Information provided
#[cfg(test)]
mod tests {
    use super::*;
    use crate::session::AuthSession;

    #[test]
    fn test_search_filter_quotes_and_encodes() {
        assert_eq!(
            search_filter("api"),
            "or=(name.ilike.%22api*%22%2Caliases.cs.%7B%22api%22%7D)"
        );
        // Quotes inside the query are escaped before encoding
        assert!(search_filter("a\"b").contains("a%5C%22b"));
    }

    #[test]
    fn test_like_wildcards_are_literal() {
        // `100%` becomes `100\%` for LIKE, then `\` is doubled inside the quotes
        let filter = search_filter("100%");
        assert!(filter.starts_with("or=(name.ilike.%22100%5C%5C%25*%22"));
        assert!(filter.ends_with("aliases.cs.%7B%22100%25%22%7D)"));

        let filter = lookup_filter("snake_case");
        assert!(filter.starts_with("or=(name.ilike.%22snake%5C%5C_case%22"));
        assert!(filter.contains("cs.%7B%22snake_case%22%7D"));
    }

    #[test]
    fn test_table_url() {
        let store = PostgrestStore::new("https://db.example.com/", "anon", Session::signed_out());
        assert_eq!(
            store.table_url(TRANSLATION_TABLE, &["term_id=eq.4".to_string()]),
            "https://db.example.com/rest/v1/Translation?term_id=eq.4"
        );
        assert_eq!(store.table_url(TERM_TABLE, &[]), "https://db.example.com/rest/v1/Term");
    }

    #[test]
    fn test_headers_prefer_session_token() {
        let session = Session::signed_out();
        let store = PostgrestStore::new("https://db.example.com", "anon", session.clone());
        let headers = store.headers(false).unwrap();
        assert_eq!(headers.get(AUTHORIZATION).unwrap(), "Bearer anon");
        assert!(headers.get("prefer").is_none());

        session.sign_in(AuthSession::new("editor", "jwt"));
        let headers = store.headers(true).unwrap();
        assert_eq!(headers.get(AUTHORIZATION).unwrap(), "Bearer jwt");
        assert_eq!(headers.get("apikey").unwrap(), "anon");
        assert_eq!(headers.get("prefer").unwrap(), "return=representation");
    }

    #[test]
    fn test_term_row_into_card_sorts_translations() {
        let body = r#"[{
            "id": 4, "name": "context", "aliases": null,
            "created_at": "2024-03-01T12:00:00+00:00",
            "Translation": [
                {"id": 5, "term_id": 4, "text": "a", "is_preferred": null, "usage": null},
                {"id": 1, "term_id": 4, "text": "b", "sort_order": 2},
                {"id": 3, "term_id": 4, "text": "c", "sort_order": 0, "is_preferred": true}
            ]
        }]"#;
        let rows: Vec<TermRow> = parse(body).unwrap();
        let card = rows.into_iter().next().unwrap().into_card();
        assert!(card.term.aliases.is_empty());
        assert_eq!(card.term.created_at, Some(1_709_294_400_000));
        let ids: Vec<i64> = card.translations.iter().map(|t| t.id).collect();
        assert_eq!(ids, vec![3, 1, 5]);
    }

    #[test]
    fn test_status_mapping() {
        assert!(matches!(status_error(StatusCode::UNAUTHORIZED, ""), DomainError::PermissionDenied(_)));
        assert!(matches!(status_error(StatusCode::CONFLICT, ""), DomainError::Conflict(_)));
        assert!(matches!(status_error(StatusCode::BAD_GATEWAY, ""), DomainError::Persistence(_)));
        assert!(parse::<IdRow>("").unwrap().is_empty());
    }
}
//! Commands Layer
//!
//! Entry points the UI calls. Every command returns `Result<T, String>` so a
//! failure can be shown as-is.

mod term_cmd;
mod ranking_cmd;

pub use term_cmd::*;
pub use ranking_cmd::*;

What to produce
Please transcribe exactly the line containing "mod term_cmd;" and every line after it to the end of the data, and no other lines.

Output below
mod term_cmd;
mod ranking_cmd;

pub use term_cmd::*;
pub use ranking_cmd::*;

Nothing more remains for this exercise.